→ DATA SHOWN:
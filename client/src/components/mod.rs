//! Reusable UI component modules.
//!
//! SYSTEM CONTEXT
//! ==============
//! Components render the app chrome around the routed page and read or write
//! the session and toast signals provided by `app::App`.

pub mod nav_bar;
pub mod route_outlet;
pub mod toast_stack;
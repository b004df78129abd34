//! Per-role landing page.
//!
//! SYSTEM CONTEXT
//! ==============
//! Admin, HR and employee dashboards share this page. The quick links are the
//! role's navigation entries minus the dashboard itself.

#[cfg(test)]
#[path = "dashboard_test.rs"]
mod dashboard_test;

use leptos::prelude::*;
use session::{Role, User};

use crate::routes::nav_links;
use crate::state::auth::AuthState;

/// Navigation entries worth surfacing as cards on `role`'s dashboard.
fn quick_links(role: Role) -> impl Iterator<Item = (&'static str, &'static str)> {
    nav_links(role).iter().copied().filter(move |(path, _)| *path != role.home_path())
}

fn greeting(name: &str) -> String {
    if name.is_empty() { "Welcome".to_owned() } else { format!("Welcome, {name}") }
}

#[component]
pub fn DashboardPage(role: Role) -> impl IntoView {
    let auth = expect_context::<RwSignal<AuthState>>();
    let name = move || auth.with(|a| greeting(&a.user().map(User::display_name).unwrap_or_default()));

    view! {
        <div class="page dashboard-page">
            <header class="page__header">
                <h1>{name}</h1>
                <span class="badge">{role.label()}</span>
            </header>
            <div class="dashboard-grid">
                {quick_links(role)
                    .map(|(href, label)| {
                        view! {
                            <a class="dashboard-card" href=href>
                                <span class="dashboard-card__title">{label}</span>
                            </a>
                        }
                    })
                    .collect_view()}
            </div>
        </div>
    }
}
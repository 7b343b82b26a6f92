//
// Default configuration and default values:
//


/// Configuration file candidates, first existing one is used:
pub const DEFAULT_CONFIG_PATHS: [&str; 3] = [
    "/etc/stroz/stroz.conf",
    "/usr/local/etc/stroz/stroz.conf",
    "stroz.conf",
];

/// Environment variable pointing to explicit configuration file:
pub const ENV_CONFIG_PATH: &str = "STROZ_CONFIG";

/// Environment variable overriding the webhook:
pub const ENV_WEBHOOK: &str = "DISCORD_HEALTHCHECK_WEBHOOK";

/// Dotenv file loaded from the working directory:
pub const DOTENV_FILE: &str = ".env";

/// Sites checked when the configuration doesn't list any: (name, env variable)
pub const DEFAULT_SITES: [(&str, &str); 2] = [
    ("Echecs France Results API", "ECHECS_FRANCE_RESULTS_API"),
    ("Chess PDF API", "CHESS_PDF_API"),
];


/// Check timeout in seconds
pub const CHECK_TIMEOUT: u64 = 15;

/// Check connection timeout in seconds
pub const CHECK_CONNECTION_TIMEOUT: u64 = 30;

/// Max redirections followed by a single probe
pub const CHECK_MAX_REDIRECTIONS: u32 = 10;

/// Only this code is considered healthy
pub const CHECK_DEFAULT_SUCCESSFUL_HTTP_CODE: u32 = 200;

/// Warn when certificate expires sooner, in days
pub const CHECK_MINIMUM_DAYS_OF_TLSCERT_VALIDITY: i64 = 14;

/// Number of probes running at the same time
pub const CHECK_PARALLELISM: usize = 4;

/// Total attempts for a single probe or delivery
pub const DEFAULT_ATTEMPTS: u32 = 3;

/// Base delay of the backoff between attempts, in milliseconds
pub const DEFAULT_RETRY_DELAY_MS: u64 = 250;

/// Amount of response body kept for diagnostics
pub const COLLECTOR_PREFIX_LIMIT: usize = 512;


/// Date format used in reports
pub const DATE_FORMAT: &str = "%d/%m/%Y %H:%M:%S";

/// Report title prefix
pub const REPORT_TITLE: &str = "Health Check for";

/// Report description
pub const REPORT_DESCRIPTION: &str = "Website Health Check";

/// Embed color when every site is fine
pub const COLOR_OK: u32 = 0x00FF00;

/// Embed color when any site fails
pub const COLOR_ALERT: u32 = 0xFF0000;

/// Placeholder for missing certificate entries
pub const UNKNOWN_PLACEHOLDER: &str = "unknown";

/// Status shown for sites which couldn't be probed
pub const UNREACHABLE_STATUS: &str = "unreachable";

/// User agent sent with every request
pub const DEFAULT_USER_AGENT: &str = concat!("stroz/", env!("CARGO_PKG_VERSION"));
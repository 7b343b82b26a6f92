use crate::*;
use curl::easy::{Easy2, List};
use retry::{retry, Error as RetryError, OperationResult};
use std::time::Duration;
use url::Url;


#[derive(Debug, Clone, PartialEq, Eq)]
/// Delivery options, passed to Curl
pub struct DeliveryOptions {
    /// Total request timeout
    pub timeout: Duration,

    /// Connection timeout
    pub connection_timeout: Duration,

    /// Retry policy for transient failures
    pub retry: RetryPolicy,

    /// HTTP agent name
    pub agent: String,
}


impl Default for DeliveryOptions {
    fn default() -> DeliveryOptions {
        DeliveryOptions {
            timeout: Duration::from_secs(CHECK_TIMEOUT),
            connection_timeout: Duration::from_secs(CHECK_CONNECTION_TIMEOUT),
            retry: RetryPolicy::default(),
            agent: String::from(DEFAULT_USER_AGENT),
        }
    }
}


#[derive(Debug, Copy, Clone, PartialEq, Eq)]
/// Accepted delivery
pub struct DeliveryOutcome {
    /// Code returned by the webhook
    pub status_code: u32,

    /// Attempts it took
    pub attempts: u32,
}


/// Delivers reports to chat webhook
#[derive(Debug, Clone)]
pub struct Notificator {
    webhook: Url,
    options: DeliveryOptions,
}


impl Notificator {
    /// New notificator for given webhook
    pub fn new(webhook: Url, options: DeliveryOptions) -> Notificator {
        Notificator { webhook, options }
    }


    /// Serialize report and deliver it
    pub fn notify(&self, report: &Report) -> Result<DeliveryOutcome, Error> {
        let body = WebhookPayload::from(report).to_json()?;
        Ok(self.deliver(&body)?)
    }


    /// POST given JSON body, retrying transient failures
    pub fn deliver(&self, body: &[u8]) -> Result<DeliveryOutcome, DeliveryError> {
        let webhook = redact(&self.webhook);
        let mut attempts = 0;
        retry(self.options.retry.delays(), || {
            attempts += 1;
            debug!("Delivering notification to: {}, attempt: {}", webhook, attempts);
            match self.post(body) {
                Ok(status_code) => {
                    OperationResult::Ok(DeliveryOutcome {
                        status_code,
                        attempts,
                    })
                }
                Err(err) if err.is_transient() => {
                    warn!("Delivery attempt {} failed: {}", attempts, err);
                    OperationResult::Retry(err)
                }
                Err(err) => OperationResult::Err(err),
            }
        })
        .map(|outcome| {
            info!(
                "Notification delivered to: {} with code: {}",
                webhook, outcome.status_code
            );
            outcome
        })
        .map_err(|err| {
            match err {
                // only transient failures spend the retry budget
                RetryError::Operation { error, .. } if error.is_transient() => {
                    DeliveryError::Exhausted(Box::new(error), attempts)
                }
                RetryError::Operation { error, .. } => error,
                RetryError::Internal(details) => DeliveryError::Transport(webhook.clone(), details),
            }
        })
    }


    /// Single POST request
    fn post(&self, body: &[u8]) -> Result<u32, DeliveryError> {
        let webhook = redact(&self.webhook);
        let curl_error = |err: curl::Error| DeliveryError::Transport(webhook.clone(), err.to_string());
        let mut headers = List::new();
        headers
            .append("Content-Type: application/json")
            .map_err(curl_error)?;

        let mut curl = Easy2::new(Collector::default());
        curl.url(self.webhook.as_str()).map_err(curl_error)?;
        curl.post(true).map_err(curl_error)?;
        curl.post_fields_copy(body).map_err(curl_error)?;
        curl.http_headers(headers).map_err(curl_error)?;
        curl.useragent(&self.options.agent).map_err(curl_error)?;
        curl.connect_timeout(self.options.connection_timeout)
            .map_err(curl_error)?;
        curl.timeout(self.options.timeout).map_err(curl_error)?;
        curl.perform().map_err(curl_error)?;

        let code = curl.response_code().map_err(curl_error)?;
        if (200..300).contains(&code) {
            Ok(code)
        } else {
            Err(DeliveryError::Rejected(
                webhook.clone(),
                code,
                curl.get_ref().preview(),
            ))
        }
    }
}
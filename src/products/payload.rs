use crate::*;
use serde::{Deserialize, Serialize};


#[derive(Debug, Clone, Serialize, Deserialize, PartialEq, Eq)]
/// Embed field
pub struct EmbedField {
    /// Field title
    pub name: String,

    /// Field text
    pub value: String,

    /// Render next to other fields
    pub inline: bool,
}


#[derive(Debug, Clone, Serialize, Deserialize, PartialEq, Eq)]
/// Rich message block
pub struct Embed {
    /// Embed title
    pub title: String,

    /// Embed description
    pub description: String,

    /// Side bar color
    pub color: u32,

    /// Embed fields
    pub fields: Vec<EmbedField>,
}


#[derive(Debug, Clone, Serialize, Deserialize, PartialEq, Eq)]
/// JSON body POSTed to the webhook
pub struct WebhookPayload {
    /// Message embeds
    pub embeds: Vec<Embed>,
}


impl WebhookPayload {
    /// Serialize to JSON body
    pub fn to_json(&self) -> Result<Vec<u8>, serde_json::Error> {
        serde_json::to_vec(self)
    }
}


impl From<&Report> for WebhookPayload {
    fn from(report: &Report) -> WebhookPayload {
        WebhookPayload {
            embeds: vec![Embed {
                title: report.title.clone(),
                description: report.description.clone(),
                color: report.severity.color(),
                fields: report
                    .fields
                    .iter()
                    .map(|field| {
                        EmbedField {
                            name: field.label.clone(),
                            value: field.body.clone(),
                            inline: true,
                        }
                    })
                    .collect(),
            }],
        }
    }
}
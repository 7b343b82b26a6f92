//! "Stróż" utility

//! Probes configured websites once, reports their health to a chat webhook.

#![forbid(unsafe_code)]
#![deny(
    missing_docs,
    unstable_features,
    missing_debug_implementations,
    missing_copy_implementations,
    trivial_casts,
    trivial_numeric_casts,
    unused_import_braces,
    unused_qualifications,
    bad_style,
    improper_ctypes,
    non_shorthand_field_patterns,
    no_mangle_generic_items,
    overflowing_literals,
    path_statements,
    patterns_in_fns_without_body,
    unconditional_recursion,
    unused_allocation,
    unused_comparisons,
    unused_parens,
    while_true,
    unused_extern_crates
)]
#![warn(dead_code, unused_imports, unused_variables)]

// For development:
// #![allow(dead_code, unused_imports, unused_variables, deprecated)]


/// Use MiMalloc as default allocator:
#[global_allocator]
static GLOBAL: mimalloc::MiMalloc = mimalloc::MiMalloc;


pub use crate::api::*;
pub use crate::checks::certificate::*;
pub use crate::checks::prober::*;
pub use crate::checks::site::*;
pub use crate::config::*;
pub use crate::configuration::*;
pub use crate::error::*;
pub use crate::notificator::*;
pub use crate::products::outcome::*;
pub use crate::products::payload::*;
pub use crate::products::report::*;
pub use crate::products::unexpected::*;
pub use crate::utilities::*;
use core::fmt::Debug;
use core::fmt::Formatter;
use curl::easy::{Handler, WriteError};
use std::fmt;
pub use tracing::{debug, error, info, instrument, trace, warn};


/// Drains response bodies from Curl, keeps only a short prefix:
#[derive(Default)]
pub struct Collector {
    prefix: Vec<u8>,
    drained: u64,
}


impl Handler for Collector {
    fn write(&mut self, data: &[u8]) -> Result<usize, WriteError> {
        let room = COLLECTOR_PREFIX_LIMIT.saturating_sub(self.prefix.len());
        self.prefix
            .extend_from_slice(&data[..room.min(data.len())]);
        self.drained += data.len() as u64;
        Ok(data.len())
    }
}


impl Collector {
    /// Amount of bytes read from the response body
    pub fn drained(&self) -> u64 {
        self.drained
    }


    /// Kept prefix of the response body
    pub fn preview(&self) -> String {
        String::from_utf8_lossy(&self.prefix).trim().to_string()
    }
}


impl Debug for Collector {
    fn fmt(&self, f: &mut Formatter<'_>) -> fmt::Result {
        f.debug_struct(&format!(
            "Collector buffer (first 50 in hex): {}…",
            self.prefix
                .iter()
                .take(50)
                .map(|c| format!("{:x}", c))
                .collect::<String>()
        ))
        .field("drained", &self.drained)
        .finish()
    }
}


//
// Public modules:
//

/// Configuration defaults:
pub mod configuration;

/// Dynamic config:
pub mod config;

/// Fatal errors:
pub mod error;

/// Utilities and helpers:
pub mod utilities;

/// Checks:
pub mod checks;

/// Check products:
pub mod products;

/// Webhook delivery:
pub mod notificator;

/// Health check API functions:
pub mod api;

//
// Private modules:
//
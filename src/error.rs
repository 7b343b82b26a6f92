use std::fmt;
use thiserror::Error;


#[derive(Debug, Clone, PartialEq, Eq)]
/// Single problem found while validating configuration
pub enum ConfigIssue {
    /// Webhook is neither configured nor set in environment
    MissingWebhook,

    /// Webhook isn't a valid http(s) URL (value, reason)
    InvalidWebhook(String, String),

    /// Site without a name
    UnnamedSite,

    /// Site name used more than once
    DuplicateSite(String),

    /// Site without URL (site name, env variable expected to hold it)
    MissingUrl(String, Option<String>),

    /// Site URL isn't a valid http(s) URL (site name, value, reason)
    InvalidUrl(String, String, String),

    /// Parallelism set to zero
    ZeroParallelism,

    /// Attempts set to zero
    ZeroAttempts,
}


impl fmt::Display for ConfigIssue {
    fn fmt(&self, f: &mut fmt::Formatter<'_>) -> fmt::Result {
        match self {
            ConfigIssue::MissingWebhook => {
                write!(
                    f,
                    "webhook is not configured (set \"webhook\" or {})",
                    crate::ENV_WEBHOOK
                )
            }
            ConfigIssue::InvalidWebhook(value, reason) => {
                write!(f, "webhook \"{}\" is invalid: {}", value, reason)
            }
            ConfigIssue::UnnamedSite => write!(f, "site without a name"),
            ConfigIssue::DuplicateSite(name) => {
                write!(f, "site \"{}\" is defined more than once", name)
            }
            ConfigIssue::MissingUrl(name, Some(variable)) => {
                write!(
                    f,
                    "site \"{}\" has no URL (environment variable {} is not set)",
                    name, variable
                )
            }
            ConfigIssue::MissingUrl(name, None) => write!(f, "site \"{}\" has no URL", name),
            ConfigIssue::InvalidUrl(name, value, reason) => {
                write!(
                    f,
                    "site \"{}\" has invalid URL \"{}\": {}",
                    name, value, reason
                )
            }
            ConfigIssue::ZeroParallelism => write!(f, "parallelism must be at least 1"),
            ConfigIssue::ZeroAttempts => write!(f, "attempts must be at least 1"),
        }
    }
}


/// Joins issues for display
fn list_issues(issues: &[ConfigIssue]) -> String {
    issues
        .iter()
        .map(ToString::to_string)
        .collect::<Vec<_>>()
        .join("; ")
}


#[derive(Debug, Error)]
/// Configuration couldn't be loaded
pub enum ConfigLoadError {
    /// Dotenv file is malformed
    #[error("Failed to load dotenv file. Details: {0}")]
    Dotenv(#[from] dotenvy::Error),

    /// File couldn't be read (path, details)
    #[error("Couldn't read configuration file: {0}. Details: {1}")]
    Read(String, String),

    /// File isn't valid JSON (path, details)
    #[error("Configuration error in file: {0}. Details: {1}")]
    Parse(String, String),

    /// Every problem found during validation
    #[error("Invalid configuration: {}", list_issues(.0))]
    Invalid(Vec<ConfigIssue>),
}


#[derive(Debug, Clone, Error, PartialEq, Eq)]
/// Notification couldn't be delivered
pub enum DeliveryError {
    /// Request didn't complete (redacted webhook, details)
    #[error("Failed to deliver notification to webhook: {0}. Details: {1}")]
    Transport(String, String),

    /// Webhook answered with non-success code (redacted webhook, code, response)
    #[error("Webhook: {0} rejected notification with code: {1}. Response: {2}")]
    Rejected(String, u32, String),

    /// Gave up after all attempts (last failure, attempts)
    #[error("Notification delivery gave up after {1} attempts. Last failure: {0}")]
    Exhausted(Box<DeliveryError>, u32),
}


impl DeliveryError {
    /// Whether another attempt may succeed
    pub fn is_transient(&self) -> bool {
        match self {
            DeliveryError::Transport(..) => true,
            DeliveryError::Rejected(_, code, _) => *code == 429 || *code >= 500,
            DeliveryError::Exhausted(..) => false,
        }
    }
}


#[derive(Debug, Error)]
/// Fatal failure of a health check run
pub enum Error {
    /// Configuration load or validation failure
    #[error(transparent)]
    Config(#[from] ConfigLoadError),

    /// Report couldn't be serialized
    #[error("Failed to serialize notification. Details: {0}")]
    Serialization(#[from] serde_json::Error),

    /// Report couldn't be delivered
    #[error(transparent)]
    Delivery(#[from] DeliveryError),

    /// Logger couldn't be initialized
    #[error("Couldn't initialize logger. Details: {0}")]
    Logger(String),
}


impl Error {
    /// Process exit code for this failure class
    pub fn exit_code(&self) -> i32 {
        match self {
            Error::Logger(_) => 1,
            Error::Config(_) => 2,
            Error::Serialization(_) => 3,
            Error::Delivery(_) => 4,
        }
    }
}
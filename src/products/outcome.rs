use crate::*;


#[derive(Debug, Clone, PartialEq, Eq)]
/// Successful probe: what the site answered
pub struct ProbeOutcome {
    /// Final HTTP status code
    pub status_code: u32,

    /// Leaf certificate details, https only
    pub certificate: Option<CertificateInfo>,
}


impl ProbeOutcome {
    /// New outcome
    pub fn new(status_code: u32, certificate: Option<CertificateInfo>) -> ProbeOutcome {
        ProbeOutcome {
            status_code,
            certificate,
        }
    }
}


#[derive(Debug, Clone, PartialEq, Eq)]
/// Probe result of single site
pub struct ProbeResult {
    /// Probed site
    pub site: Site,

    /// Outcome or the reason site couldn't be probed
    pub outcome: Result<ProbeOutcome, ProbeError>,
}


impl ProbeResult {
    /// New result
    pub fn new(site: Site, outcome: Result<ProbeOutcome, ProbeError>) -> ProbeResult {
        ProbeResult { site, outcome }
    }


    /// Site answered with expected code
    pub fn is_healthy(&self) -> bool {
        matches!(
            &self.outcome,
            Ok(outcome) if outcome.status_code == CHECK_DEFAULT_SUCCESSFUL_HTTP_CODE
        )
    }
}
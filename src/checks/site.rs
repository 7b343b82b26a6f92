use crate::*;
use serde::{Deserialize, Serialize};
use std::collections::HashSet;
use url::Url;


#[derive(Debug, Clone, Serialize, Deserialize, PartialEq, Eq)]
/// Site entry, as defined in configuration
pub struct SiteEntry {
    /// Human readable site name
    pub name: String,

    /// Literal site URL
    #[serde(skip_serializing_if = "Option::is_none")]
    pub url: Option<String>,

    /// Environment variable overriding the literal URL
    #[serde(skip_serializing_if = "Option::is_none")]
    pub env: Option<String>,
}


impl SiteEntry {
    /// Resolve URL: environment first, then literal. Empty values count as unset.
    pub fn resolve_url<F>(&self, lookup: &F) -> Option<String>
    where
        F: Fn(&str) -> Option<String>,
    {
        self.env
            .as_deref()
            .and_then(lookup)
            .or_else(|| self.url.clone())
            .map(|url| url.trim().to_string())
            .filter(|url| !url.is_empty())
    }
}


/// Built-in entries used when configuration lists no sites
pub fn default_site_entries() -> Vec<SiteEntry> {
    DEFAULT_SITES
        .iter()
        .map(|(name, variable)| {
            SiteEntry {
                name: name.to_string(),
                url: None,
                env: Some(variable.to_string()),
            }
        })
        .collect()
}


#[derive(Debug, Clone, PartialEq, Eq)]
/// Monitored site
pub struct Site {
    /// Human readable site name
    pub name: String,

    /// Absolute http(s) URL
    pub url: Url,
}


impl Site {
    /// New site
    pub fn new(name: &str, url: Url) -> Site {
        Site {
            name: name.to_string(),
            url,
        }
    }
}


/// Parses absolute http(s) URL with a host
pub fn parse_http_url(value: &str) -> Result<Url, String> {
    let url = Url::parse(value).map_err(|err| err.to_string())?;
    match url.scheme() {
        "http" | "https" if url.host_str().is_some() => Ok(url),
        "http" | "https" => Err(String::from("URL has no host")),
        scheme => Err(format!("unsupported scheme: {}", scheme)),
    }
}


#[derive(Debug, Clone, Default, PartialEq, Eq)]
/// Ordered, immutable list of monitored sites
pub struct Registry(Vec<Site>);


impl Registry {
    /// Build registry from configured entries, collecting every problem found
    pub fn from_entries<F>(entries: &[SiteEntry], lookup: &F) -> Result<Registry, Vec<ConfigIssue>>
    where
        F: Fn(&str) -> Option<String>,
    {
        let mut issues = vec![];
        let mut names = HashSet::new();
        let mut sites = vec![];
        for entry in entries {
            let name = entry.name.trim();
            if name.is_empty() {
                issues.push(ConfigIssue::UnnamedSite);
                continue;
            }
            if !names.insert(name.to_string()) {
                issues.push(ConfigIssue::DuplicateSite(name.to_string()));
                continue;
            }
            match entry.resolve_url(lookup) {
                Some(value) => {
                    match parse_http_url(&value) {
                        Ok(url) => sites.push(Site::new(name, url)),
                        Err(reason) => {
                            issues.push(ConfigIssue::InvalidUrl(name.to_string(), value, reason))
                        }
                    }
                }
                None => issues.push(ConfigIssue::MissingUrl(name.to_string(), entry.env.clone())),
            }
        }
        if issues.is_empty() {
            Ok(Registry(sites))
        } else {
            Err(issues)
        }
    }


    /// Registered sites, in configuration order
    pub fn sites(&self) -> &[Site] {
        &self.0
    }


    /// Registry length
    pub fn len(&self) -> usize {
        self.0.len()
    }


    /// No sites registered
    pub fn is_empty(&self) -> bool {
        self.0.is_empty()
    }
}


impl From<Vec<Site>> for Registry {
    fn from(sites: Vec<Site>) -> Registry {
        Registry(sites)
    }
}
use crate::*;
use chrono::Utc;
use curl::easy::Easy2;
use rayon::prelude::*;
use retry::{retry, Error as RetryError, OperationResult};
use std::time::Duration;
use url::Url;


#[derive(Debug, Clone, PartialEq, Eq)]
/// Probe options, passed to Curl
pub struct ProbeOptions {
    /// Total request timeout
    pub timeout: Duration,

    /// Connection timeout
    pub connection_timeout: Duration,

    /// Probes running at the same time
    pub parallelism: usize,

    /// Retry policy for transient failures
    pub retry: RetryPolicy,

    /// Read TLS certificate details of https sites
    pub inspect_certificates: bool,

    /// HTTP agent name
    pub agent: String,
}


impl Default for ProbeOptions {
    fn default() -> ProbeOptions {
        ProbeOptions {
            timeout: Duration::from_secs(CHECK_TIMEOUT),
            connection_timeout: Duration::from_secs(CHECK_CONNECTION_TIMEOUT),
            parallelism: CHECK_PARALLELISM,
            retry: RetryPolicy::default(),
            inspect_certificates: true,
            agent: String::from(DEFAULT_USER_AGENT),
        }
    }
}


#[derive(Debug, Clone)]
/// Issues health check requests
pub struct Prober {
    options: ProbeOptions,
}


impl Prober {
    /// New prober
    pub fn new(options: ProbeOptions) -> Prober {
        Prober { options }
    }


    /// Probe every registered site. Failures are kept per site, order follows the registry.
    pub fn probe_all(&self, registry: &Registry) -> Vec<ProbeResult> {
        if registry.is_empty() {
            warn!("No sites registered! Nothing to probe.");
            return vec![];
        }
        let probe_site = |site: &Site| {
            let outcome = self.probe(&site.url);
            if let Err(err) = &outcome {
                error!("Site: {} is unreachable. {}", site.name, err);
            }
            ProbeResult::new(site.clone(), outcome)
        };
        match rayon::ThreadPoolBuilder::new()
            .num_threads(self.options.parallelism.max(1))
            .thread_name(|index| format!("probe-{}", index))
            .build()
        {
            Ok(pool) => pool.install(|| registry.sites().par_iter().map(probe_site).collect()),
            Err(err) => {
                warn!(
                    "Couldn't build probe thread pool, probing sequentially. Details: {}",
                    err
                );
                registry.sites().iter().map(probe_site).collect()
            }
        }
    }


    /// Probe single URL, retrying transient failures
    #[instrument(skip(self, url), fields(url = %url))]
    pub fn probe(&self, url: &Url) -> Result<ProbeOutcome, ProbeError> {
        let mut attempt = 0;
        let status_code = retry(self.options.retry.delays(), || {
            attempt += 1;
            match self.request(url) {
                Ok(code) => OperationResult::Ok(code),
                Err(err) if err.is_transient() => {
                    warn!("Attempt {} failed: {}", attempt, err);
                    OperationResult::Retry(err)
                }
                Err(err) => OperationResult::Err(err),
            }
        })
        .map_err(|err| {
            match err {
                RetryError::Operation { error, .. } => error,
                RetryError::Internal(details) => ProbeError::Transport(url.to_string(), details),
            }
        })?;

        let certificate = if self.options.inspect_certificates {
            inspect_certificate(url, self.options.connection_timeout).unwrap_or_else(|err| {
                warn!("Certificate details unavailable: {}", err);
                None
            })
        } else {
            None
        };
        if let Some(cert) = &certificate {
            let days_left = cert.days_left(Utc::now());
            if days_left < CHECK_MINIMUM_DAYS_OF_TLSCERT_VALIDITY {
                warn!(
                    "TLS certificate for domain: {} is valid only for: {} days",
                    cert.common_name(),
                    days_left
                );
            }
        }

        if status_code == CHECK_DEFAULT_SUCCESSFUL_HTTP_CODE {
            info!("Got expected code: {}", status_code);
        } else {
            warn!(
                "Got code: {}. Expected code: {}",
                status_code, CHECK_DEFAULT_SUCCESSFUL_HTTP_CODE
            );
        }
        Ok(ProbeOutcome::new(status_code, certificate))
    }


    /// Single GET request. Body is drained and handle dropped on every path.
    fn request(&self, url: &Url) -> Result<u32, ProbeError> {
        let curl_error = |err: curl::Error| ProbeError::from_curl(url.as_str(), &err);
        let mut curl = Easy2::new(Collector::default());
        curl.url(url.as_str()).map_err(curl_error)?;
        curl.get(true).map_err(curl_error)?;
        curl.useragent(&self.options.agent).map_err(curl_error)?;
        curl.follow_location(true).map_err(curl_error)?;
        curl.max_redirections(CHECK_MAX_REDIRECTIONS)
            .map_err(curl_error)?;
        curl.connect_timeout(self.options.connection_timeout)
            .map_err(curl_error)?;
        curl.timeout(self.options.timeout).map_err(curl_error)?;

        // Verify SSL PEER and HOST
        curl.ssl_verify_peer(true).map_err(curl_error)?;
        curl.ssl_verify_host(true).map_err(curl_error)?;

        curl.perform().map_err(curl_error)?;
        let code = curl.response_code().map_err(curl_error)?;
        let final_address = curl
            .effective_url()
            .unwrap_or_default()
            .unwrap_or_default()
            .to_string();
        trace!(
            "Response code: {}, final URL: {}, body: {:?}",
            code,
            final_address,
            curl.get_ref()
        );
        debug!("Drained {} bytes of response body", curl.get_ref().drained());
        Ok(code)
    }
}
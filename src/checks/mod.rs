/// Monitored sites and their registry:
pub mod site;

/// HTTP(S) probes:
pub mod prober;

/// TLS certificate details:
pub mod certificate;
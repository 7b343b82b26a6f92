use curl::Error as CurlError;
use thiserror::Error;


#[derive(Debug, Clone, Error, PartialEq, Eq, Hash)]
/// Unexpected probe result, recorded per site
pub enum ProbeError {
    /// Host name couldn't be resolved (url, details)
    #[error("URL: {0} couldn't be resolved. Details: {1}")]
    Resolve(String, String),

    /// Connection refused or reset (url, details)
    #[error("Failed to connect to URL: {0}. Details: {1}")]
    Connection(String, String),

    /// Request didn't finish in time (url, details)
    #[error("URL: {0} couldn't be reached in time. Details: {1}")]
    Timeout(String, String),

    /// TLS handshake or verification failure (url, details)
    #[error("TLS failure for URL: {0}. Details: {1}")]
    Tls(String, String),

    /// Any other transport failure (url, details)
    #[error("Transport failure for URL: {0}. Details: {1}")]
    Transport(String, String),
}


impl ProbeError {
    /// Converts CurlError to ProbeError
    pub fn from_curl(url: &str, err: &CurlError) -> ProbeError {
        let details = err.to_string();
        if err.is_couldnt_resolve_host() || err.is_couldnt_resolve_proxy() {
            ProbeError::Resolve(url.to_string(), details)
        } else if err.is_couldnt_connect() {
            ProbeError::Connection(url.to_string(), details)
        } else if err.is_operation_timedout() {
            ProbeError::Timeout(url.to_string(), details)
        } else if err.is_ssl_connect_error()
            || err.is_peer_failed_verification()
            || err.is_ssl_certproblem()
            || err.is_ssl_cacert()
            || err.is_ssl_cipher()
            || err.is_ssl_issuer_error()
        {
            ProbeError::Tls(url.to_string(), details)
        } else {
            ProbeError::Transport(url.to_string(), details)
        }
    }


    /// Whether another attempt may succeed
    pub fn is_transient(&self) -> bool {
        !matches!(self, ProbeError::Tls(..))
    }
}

→ TASK OBJECTIVE:
When the line with "probe or delivery" is reached in the data above, start copying there, and copy each line exactly until the line with "pub const COLLECTOR_PREFIX_LIMIT: usize" has been copied; copy nothing else.

→ EXERCISE RESULT:
/// Total attempts for a single probe or delivery
pub const DEFAULT_ATTEMPTS: u32 = 3;

/// Base delay of the backoff between attempts, in milliseconds
pub const DEFAULT_RETRY_DELAY_MS: u64 = 250;

/// Amount of response body kept for diagnostics
pub const COLLECTOR_PREFIX_LIMIT: usize = 512;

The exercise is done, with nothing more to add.